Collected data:
# # # # #
#[async_trait]
impl Agent for ScriptedAgent {
    async fn respond(&self, request: &AgentRequest) -> Result<AgentReply> {
        self.calls.fetch_add(1, Ordering::SeqCst);
        self.modes.lock().unwrap().push(request.mode);
        self.window_sizes
            .lock()
            .unwrap()
            .push(request.snapshot.len());

        match &self.behavior {
            Behavior::Reply(text) => Ok(AgentReply::reply(*text)),
            Behavior::Decline => Ok(AgentReply::decline()),
            Behavior::Fail => Err(MurmurError::Agent("model unavailable".into())),
            Behavior::Stall(duration) => {
                tokio::time::sleep(*duration).await;
                Ok(AgentReply::reply("too late"))
            }
        }
    }
}

/// Process-local memory log
#[derive(Default)]
struct VecMemoryLog {
    records: Mutex<Vec<MemoryRecord>>,
}

#[async_trait]
impl MemoryLog for VecMemoryLog {
    async fn append(&self, record: &MemoryRecord) -> Result<()> {
        self.records.lock().unwrap().push(record.clone());
        Ok(())
    }

    async fn read_tail(&self, scope: &str, n: usize) -> Result<Vec<MemoryRecord>> {
        let records = self.records.lock().unwrap();
        let matching: Vec<_> = records.iter().filter(|r| r.scope == scope).cloned().collect();
        let skip = matching.len().saturating_sub(n);
        Ok(matching.into_iter().skip(skip).collect())
    }

    async fn scopes(&self) -> Result<Vec<String>> {
        let mut scopes: Vec<String> = Vec::new();
        for record in self.records.lock().unwrap().iter() {
            if !scopes.contains(&record.scope) {
                scopes.push(record.scope.clone());
            }
        }
        Ok(scopes)
    }
}

/// Memory log whose storage is gone
struct UnavailableLog;

#[async_trait]
impl MemoryLog for UnavailableLog {
    async fn append(&self, _record: &MemoryRecord) -> Result<()> {
        Err(MurmurError::MemoryLog("disk full".into()))
    }

    async fn read_tail(&self, _scope: &str, _n: usize) -> Result<Vec<MemoryRecord>> {
        Err(MurmurError::MemoryLog("disk full".into()))
    }

    async fn scopes(&self) -> Result<Vec<String>> {
        Err(MurmurError::MemoryLog("disk full".into()))
    }
}

type EventLog = Arc<Mutex<Vec<String>>>;

struct Harness {
    orchestrator: Orchestrator,
    agent: Arc<ScriptedAgent>,
    events: EventLog,
}
//! Engagement state persistence
//!
//! Engagement records must survive process restarts. Storage is keyed by
//! scope and holds exactly the fields of [`EngagementRecord`].

use async_trait::async_trait;
use chrono::{DateTime, Utc};
use rusqlite::{Connection, OptionalExtension, params};
use std::collections::HashMap;
use std::path::Path;
use std::sync::{Arc, Mutex};
use tokio::sync::RwLock;

use super::record::{EngagementRecord, TenseOrigin};
use crate::error::{MurmurError, Result};

/// Durable storage for per-scope engagement records
#[async_trait]
pub trait EngagementStore: Send + Sync {
    /// Load a scope's record, `None` when the scope has never been saved
    async fn load(&self, scope: &str) -> Result<Option<EngagementRecord>>;

    /// Persist a scope's record, replacing any previous one
    async fn save(&self, scope: &str, record: &EngagementRecord) -> Result<()>;

    /// All persisted scopes
    async fn scopes(&self) -> Result<Vec<String>>;
}

/// Process-local engagement store
#[derive(Debug, Clone, Default)]
pub struct InMemoryEngagementStore {
    records: Arc<RwLock<HashMap<String, EngagementRecord>>>,
}

impl InMemoryEngagementStore {
    /// Create an empty store
    pub fn new() -> Self {
        Self::default()
    }
}

#[async_trait]
impl EngagementStore for InMemoryEngagementStore {
    async fn load(&self, scope: &str) -> Result<Option<EngagementRecord>> {
        Ok(self.records.read().await.get(scope).cloned())
    }

    async fn save(&self, scope: &str, record: &EngagementRecord) -> Result<()> {
        self.records
            .write()
            .await
            .insert(scope.to_string(), record.clone());
        Ok(())
    }

    async fn scopes(&self) -> Result<Vec<String>> {
        let mut scopes: Vec<String> = self.records.read().await.keys().cloned().collect();
        scopes.sort();
        Ok(scopes)
    }
}

const SCHEMA: &str = "
CREATE TABLE IF NOT EXISTS engagement_state (
    scope        TEXT PRIMARY KEY,
    heartbeat    REAL NOT NULL,
    is_tense     INTEGER NOT NULL,
    tense_expiry TEXT,
    origin       TEXT,
    focus        TEXT NOT NULL DEFAULT '',
    updated_at   TEXT NOT NULL
);
";

/// SQLite-backed engagement store.
///
/// Blocking database work runs on the tokio blocking pool.
#[derive(Clone)]
pub struct SqliteEngagementStore {
    conn: Arc<Mutex<Connection>>,
}

impl std::fmt::Debug for SqliteEngagementStore {
    fn fmt(&self, f: &mut std::fmt::Formatter<'_>) -> std::fmt::Result {
        f.debug_struct("SqliteEngagementStore").finish_non_exhaustive()
    }
}

impl SqliteEngagementStore {
    /// Open (or create) a database file, creating parent directories
    pub fn open(path: impl AsRef<Path>) -> Result<Self> {
        let path = path.as_ref();
        if let Some(parent) = path.parent().filter(|p| !p.as_os_str().is_empty()) {
            std::fs::create_dir_all(parent).map_err(|e| {
                MurmurError::Persistence(format!(
                    "Failed to create store directory {}: {}",
                    parent.display(),
                    e
                ))
            })?;
        }

        let conn = Connection::open(path)?;
        tracing::debug!(path = %path.display(), "Opened engagement store");
        Self::with_connection(conn)
    }

    /// In-memory database, mainly for tests
    pub fn open_in_memory() -> Result<Self> {
        Self::with_connection(Connection::open_in_memory()?)
    }

    fn with_connection(conn: Connection) -> Result<Self> {
        conn.execute_batch(SCHEMA)?;
        Ok(Self {
            conn: Arc::new(Mutex::new(conn)),
        })
    }

    async fn with_conn<T, F>(&self, f: F) -> Result<T>
    where
        T: Send + 'static,
        F: FnOnce(&Connection) -> Result<T> + Send + 'static,
    {
        let conn = Arc::clone(&self.conn);
        tokio::task::spawn_blocking(move || {
            let conn = conn
                .lock()
                .map_err(|_| MurmurError::Persistence("Engagement store lock poisoned".into()))?;
            f(&conn)
        })
        .await
        .map_err(|e| MurmurError::Persistence(format!("Store task failed: {}", e)))?
    }
}

fn parse_time(value: &str) -> Result<DateTime<Utc>> {
    DateTime::parse_from_rfc3339(value)
        .map(|t| t.with_timezone(&Utc))
        .map_err(|e| MurmurError::Persistence(format!("Invalid timestamp '{}': {}", value, e)))
}

type Row = (f64, i64, Option<String>, Option<String>, String, String);

fn row_to_record(row: Row) -> Result<EngagementRecord> {
    let (heartbeat, is_tense, tense_expiry, origin, focus, updated_at) = row;
    let is_tense = is_tense != 0;

    Ok(EngagementRecord {
        heartbeat,
        is_tense,
        tense_expiry: match tense_expiry {
            Some(value) if is_tense => Some(parse_time(&value)?),
            _ => None,
        },
        origin: origin.as_deref().and_then(TenseOrigin::parse),
        focus,
        updated_at: parse_time(&updated_at)?,
    })
}

#[async_trait]
impl EngagementStore for SqliteEngagementStore {
    async fn load(&self, scope: &str) -> Result<Option<EngagementRecord>> {
        let scope = scope.to_string();
        self.with_conn(move |conn| {
            let row: Option<Row> = conn
                .query_row(
                    "SELECT heartbeat, is_tense, tense_expiry, origin, focus, updated_at
                     FROM engagement_state WHERE scope = ?1",
                    params![scope],
                    |row| {
                        Ok((
                            row.get(0)?,
                            row.get(1)?,
                            row.get(2)?,
                            row.get(3)?,
                            row.get(4)?,
                            row.get(5)?,
                        ))
                    },
                )
                .optional()?;
            row.map(row_to_record).transpose()
        })
        .await
    }

    async fn save(&self, scope: &str, record: &EngagementRecord) -> Result<()> {
        let scope = scope.to_string();
        let record = record.clone();
        self.with_conn(move |conn| {
            conn.execute(
                "INSERT OR REPLACE INTO engagement_state
                 (scope, heartbeat, is_tense, tense_expiry, origin, focus, updated_at)
                 VALUES (?1, ?2, ?3, ?4, ?5, ?6, ?7)",
                params![
                    scope,
                    record.heartbeat,
                    record.is_tense as i64,
                    record.tense_expiry.map(|t| t.to_rfc3339()),
                    record.origin.map(|o| o.as_str()),
                    record.focus,
                    record.updated_at.to_rfc3339(),
                ],
            )?;
            Ok(())
        })
        .await
    }

    async fn scopes(&self) -> Result<Vec<String>> {
        self.with_conn(|conn| {
            let mut stmt = conn.prepare("SELECT scope FROM engagement_state ORDER BY scope")?;
            let scopes = stmt
                .query_map([], |row| row.get::<_, String>(0))?
                .collect::<std::result::Result<Vec<_>, _>>()?;
            Ok(scopes)
        })
        .await
    }
}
# # # # #
» **Work instruction**
From the entries above, copy each line that holds "path".

» **Problem solution**
use std::path::Path;
    pub fn open(path: impl AsRef<Path>) -> Result<Self> {
        let path = path.as_ref();
        if let Some(parent) = path.parent().filter(|p| !p.as_os_str().is_empty()) {
        let conn = Connection::open(path)?;
        tracing::debug!(path = %path.display(), "Opened engagement store");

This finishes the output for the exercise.